Ma ciò che più mi ha scosso è stata la ferale notizia dell’abolizione della “legge della penultima” (l’accento tonico cade sulla penultima sillaba se questa è lunga, mentre cade sulla terzultima se la penultima è breve). Sarà che è la prima cosa che mi fu insegnata in IV ginnasio, sarà che resta tuttora il primissimo insegnamento che impartisco a ogni alunno che si avvicina al latino, fatto sta che mi è spiaciuto molto apprendere che tale norma, così chiara e certa, era semplicemente scomparsa, neppure abolita, ma espunta dall’uso quotidiano, caduta nell’oblio.
Ma, senza quelle corruzioni, quell’involgarirsi di un idioma cristallino, non avremmo avuto l’italiano e, perciò, cercherò di farmene una ragione. È questo settembre, e l’inizio della scuola, che mi rende più sensibile a grammatica e sintassi.
Anche in questa minuscola circostanza possiamo trovare un insegnamento: “Il cielo e la terra passeranno, ma le mie parole non passeranno” (Mt 24, 35). Ci sono parole che non deperiscono e non si alterano né corrompono: sono stabili per sempre. “In æternum, Domine, verbum tuum permanet in cælo” (Sal.118,89): il verbo di Dio, cioè il Verbo, il Logos, Nostro Signore Gesù Cristo resta stabile nei cieli, anche se pare sconfitto e annientato sulla terra.
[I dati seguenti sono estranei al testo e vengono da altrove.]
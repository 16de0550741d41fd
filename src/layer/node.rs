//! Layer types: LayerId, LayerRole, LayerData.

use std::fmt;

use slotmap::new_key_type;

use crate::registry::{ConsumerKind, ContainerKind, ZIndexKind};

new_key_type! {
    /// Unique identifier for a layer in a [`StackTree`](super::StackTree).
    pub struct LayerId;
}

/// What a layer does with the baseline it inherits.
#[derive(Debug, Clone, Copy, PartialEq, Eq, Hash)]
pub enum LayerRole {
    /// Allocates a priority and publishes a new baseline to its subtree.
    Container(ContainerKind),
    /// Allocates a priority; its subtree sees the baseline it inherited.
    Consumer(ConsumerKind),
    /// Not a floating element. Passes its inherited baseline through.
    Inert,
}

impl LayerRole {
    /// The allocator kind, if this layer allocates at all.
    pub fn kind(self) -> Option<ZIndexKind> {
        match self {
            LayerRole::Container(kind) => Some(kind.into()),
            LayerRole::Consumer(kind) => Some(kind.into()),
            LayerRole::Inert => None,
        }
    }
}

impl fmt::Display for LayerRole {
    fn fmt(&self, f: &mut fmt::Formatter<'_>) -> fmt::Result {
        match self.kind() {
            Some(kind) => write!(f, "{kind}"),
            None => f.write_str("inert"),
        }
    }
}

/// Data associated with a single layer.
#[derive(Debug, Clone, PartialEq, Eq)]
pub struct LayerData {
    /// Free-form label for diagnostics (e.g. "settings-modal").
    pub label: String,
    pub role: LayerRole,
    /// Explicit z-index supplied by the element, overriding allocation.
    pub z_index: Option<u32>,
}

impl LayerData {
    pub fn new(label: impl Into<String>, role: LayerRole) -> Self {
        Self {
            label: label.into(),
            role,
            z_index: None,
        }
    }

    pub fn container(label: impl Into<String>, kind: ContainerKind) -> Self {
        Self::new(label, LayerRole::Container(kind))
    }

    pub fn consumer(label: impl Into<String>, kind: ConsumerKind) -> Self {
        Self::new(label, LayerRole::Consumer(kind))
    }

    pub fn inert(label: impl Into<String>) -> Self {
        Self::new(label, LayerRole::Inert)
    }

    /// Set an explicit z-index (builder).
    pub fn with_z_index(mut self, z_index: u32) -> Self {
        self.z_index = Some(z_index);
        self
    }
}
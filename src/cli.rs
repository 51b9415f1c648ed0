//! Command-line parsing (§4.G, §6).
//!
//! `<program> <mount-point> [controller-argv…] [flags]`. Flags are
//! recognized wherever they fall in the argument list, not only after
//! the mount point or only before the controller's own arguments — the
//! same per-token classification the source's `fuse_opt_parse` call does
//! (uxfs.c:1609-1657): every token is tested against the known flag set
//! independently, and whatever is left over, in order, becomes the
//! controller's argv. `clap`'s derive-based positional capture can't
//! express this — `trailing_var_arg` stops recognizing flags the moment
//! the controller's argv starts — so the split is done by hand instead.

use std::path::PathBuf;

/// Parsed command line, with the `dbg=<N>` pseudo-flag still sitting
/// inside `controller` (see [`Cli::take_dbg_level`]).
#[derive(Debug, Default, PartialEq, Eq)]
pub struct Cli {
    /// Directory to mount the bridge onto.
    pub mount_point: PathBuf,

    /// The controller program and its arguments, in the order given.
    /// May also contain a bare `dbg=<N>` token, extracted by
    /// `take_dbg_level` before the rest is used as the controller's argv.
    pub controller: Vec<String>,

    /// Run in the foreground. Accepted for source fidelity; this bridge
    /// never daemonizes on its own, so the flag is a logged no-op.
    pub foreground: bool,

    /// Trace wire traffic to stderr as `>> `/`<< ` lines.
    pub debug: bool,

    /// Informational verbosity, each `-v` (or a combined `-vv`) adding
    /// one level; capped at 2 by [`Cli::verbosity`].
    pub verbose: u8,

    /// Relaxation of the "current user only" access story: one `-o`
    /// allows root, a second allows other users entirely; capped at 2
    /// by [`Cli::other_users_level`].
    pub other_users: u8,

    /// Dispatch filesystem callbacks on a single worker thread.
    pub single_thread: bool,
}

impl Cli {
    /// Parses `std::env::args()`, skipping the program name.
    pub fn parse() -> Cli {
        Cli::parse_from(std::env::args().skip(1))
    }

    /// Classifies every token as a recognized flag or plain argv. The
    /// first plain-argv token becomes the mount point; every later one
    /// is appended to the controller's argv, in order.
    pub fn parse_from(args: impl IntoIterator<Item = String>) -> Cli {
        let mut cli = Cli::default();
        for token in args {
            match token.as_str() {
                "-f" => cli.foreground = true,
                "-d" => cli.debug = true,
                "-v" => cli.verbose = cli.verbose.saturating_add(1),
                "-vv" => cli.verbose = cli.verbose.saturating_add(2),
                "-o" => cli.other_users = cli.other_users.saturating_add(1),
                "-oo" => cli.other_users = cli.other_users.saturating_add(2),
                "-s" => cli.single_thread = true,
                _ if cli.mount_point.as_os_str().is_empty() => cli.mount_point = PathBuf::from(token),
                _ => cli.controller.push(token),
            }
        }
        cli
    }

    /// Pulls a `dbg=<N>` token out of `controller` if present, wherever it
    /// falls in the list, returning the parsed level. Leaves the rest of
    /// `controller` as the actual controller argv.
    pub fn take_dbg_level(&mut self) -> Option<u32> {
        let pos = self.controller.iter().position(|tok| tok.starts_with("dbg="))?;
        let tok = self.controller.remove(pos);
        tok["dbg=".len()..].parse().ok()
    }

    pub fn other_users_level(&self) -> u8 {
        self.other_users.min(2)
    }

    pub fn verbosity(&self) -> u8 {
        self.verbose.min(2)
    }
}

#[cfg(test)]
mod tests {
    use super::*;

    fn args(tokens: &[&str]) -> Vec<String> {
        tokens.iter().map(|s| s.to_string()).collect()
    }

    #[test]
    fn dbg_token_is_extracted_from_anywhere_in_argv() {
        let mut cli = Cli::parse_from(args(&["/mnt", "ctrl", "dbg=5", "--extra"]));
        assert_eq!(cli.take_dbg_level(), Some(5));
        assert_eq!(cli.controller, vec!["ctrl".to_string(), "--extra".to_string()]);
    }

    #[test]
    fn no_dbg_token_leaves_argv_untouched() {
        let mut cli = Cli::parse_from(args(&["/mnt", "ctrl", "arg1"]));
        assert_eq!(cli.take_dbg_level(), None);
        assert_eq!(cli.controller, vec!["ctrl".to_string(), "arg1".to_string()]);
    }

    #[test]
    fn other_users_and_verbosity_cap_at_two() {
        let cli = Cli::parse_from(args(&["/mnt", "ctrl", "-o", "-o", "-o"]));
        assert_eq!(cli.other_users_level(), 2);
        let cli = Cli::parse_from(args(&["/mnt", "ctrl", "-v", "-v", "-v"]));
        assert_eq!(cli.verbosity(), 2);
    }

    /// A flag given *after* the controller's own argv must still be
    /// recognized as a flag, not swallowed into `controller` — the bug a
    /// `trailing_var_arg` positional would have introduced.
    #[test]
    fn a_flag_after_controller_argv_is_still_recognized() {
        let cli = Cli::parse_from(args(&["/mnt", "ctrlprog", "arg1", "-d"]));
        assert!(cli.debug);
        assert_eq!(cli.controller, vec!["ctrlprog".to_string(), "arg1".to_string()]);
    }

    #[test]
    fn flags_interspersed_with_controller_argv_are_all_recognized() {
        let cli = Cli::parse_from(args(&["/mnt", "-v", "ctrlprog", "-o", "arg1", "-s", "arg2"]));
        assert_eq!(cli.verbosity(), 1);
        assert_eq!(cli.other_users_level(), 1);
        assert!(cli.single_thread);
        assert_eq!(cli.controller, vec!["ctrlprog".to_string(), "arg1".to_string(), "arg2".to_string()]);
    }
}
Perciò accogliamo l’invito di san Paolo: “State, et nolite iterum jugo servitutis contineri” (Gal 5,1). State saldi, in piedi, e non vogliate farvi nuovamente imprigionare dal giogo della schiavitù.
La schiavitù più pesante è quella del peccato, certamente. Ma c’è tutto un nugolo di piccoli e anche piccolissimi nemici che ci pungono di continuo, attraverso i pensieri e la fantasia. Ci avete mai fatto caso che viene voglia di salame solo al venerdì e che tutte le cose che abbiamo dimenticato di fare durante la giornata si risvegliano appena prendiamo in mano il breviario o la corona del rosario?
Niente paura: se noi possiamo essere facilmente giocati dai demonietti con questi mezzucci, tuttavia Deus non irridetur. Non ci si può prendere gioco di Dio e non c’è Malacoda che tenga. Però dobbiamo saper usare le armi giuste, che sono gli strumenti delle buone opere: soprattutto, come dice la Regola benedettina, “Spezzare subito in Cristo tutti i cattivi pensieri che ci sorgono in cuore” (RB 4, 50).
I detti dei padri del deserto raccontano di un monaco che fu sottilmente tentato dal diavolo che gli domandò perché stesse in monastero. La prima risposta fu: “Per rendere gloria a Dio” e questa affermazione fece assai piacere al demonio perché apriva la porta dell’orgoglio. Subito il monaco si corresse e disse: “Per i miei peccati sono in monastero”. Il demonio non ebbe a cui attaccarsi e si allontanò.
Dalla grotta per ora è tutto. E, come dicono i Galli: à la prochaine fois.